> [Data listing]
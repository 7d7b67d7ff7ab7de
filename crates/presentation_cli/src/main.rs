//! avnbot CLI
//!
//! Replays chat messages through the weather-report dispatcher and checks
//! configuration. Replies are printed as Slack message JSON, one per line.

#![allow(clippy::print_stdout)]

use std::{path::PathBuf, sync::Arc};

use anyhow::Context;
use application::{CommandDispatcher, DispatchSummary, IncomingChatMessage};
use clap::{Parser, Subcommand};
use infrastructure::{AppConfig, ConsoleChatAdapter, FixtureWeatherAdapter, init_logging};
use tokio::io::{AsyncBufReadExt, BufReader};
use tracing::{info, warn};

/// avnbot CLI
#[derive(Parser)]
#[command(name = "avnbot-cli")]
#[command(author, version, about = "Aviation weather chat bot CLI", long_about = None)]
struct Cli {
    /// Verbosity level
    #[arg(short, long, action = clap::ArgAction::Count, global = true)]
    verbose: u8,

    /// Configuration file (default: ./config.toml if present)
    #[arg(short, long, global = true)]
    config: Option<PathBuf>,

    #[command(subcommand)]
    command: Commands,
}

#[derive(Subcommand)]
enum Commands {
    /// Run chat messages through the dispatcher
    ///
    /// Each TEXT argument is one message. Without arguments, every
    /// non-empty line of stdin is one message.
    /// Example: avnbot-cli replay --records wx.json "!m kmsn kord" "!t kmsn"
    Replay {
        /// JSON file with the weather records to serve
        #[arg(short, long)]
        records: PathBuf,

        /// Channel the messages appear in
        #[arg(long, default_value = "CLI")]
        channel: String,

        /// User the messages appear to come from
        #[arg(long, default_value = "cli-user")]
        user: String,

        /// Message texts
        text: Vec<String>,
    },

    /// Load and validate configuration, then print a redacted summary
    CheckConfig,
}

/// Log filter override for `-v` flags; none keeps the configured filter
const fn log_filter_from_verbosity(verbose: u8) -> Option<&'static str> {
    match verbose {
        0 => None,
        1 => Some("avnbot=debug,application=debug,infrastructure=info"),
        2 => Some("debug"),
        _ => Some("trace"),
    }
}

/// Build an inbound message the way the chat transport would deliver it
fn chat_message(channel: &str, user: &str, text: &str, seq: usize) -> IncomingChatMessage {
    let ts = format!("{}.{seq:06}", chrono::Utc::now().timestamp());
    IncomingChatMessage::new(channel, ts, user, text)
}

fn load_config(path: Option<&std::path::Path>, verbose: u8) -> anyhow::Result<AppConfig> {
    let mut config = AppConfig::load_from(path).context("Failed to load configuration")?;
    if let Some(filter) = log_filter_from_verbosity(verbose) {
        config.logging.filter = filter.to_string();
    }
    Ok(config)
}

async fn replay(
    config: &AppConfig,
    records: PathBuf,
    channel: &str,
    user: &str,
    texts: Vec<String>,
) -> anyhow::Result<DispatchSummary> {
    let weather = FixtureWeatherAdapter::load(&records)
        .await
        .with_context(|| format!("Failed to load records from {}", records.display()))?;
    if weather.is_empty() {
        warn!(path = %records.display(), "Record file contains no records");
    }

    let dispatcher = CommandDispatcher::new(
        Arc::new(weather),
        Arc::new(ConsoleChatAdapter::stdout()),
        config.report_formatter(),
        config.dispatcher_config(),
    );

    let mut total = DispatchSummary::default();
    let mut add = |summary: DispatchSummary| {
        total.stations += summary.stations;
        total.sent += summary.sent;
        total.failed += summary.failed;
    };

    if texts.is_empty() {
        let mut lines = BufReader::new(tokio::io::stdin()).lines();
        let mut seq = 0;
        while let Some(line) = lines.next_line().await.context("Failed to read stdin")? {
            if line.trim().is_empty() {
                continue;
            }
            seq += 1;
            add(dispatcher.handle(&chat_message(channel, user, &line, seq)).await);
        }
    } else {
        for (i, text) in texts.iter().enumerate() {
            add(dispatcher.handle(&chat_message(channel, user, text, i + 1)).await);
        }
    }

    Ok(total)
}

fn print_config_summary(config: &AppConfig) {
    println!("✅ Configuration valid");
    println!();
    println!("[bot]");
    println!("   observation_trigger = {:?}", config.bot.observation_trigger);
    println!("   forecast_trigger    = {:?}", config.bot.forecast_trigger);
    println!("   lookback_hours      = {}", config.bot.lookback_hours);
    println!("   reply_in_thread     = {}", config.bot.reply_in_thread);
    println!(
        "   bot_user_id         = {}",
        config.bot.bot_user_id.as_deref().unwrap_or("(not set)")
    );
    println!("[report]");
    println!("   icon_url            = {:?}", config.report.icon_url);
    println!("[logging]");
    println!("   filter              = {:?}", config.logging.filter);
    println!("   format              = {}", config.logging.format);
    println!("[slack]");
    println!(
        "   bot_token           = {}",
        if config.slack.has_token() {
            "[REDACTED]"
        } else {
            "(not set)"
        }
    );
}

#[tokio::main]
async fn main() -> anyhow::Result<()> {
    let cli = Cli::parse();

    let config = load_config(cli.config.as_deref(), cli.verbose)?;
    init_logging(&config.logging).context("Failed to initialize logging")?;
    config.validate().context("Invalid configuration")?;

    match cli.command {
        Commands::Replay {
            records,
            channel,
            user,
            text,
        } => {
            let summary = replay(&config, records, &channel, &user, text).await?;
            info!(
                stations = summary.stations,
                sent = summary.sent,
                failed = summary.failed,
                "Replay finished"
            );
        },

        Commands::CheckConfig => print_config_summary(&config),
    }

    Ok(())
}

> [Exercise]
Search the listing above for "application" and copy every line that holds it.

> [Completed task]
use application::{CommandDispatcher, DispatchSummary, IncomingChatMessage};
        1 => Some("avnbot=debug,application=debug,infrastructure=info"),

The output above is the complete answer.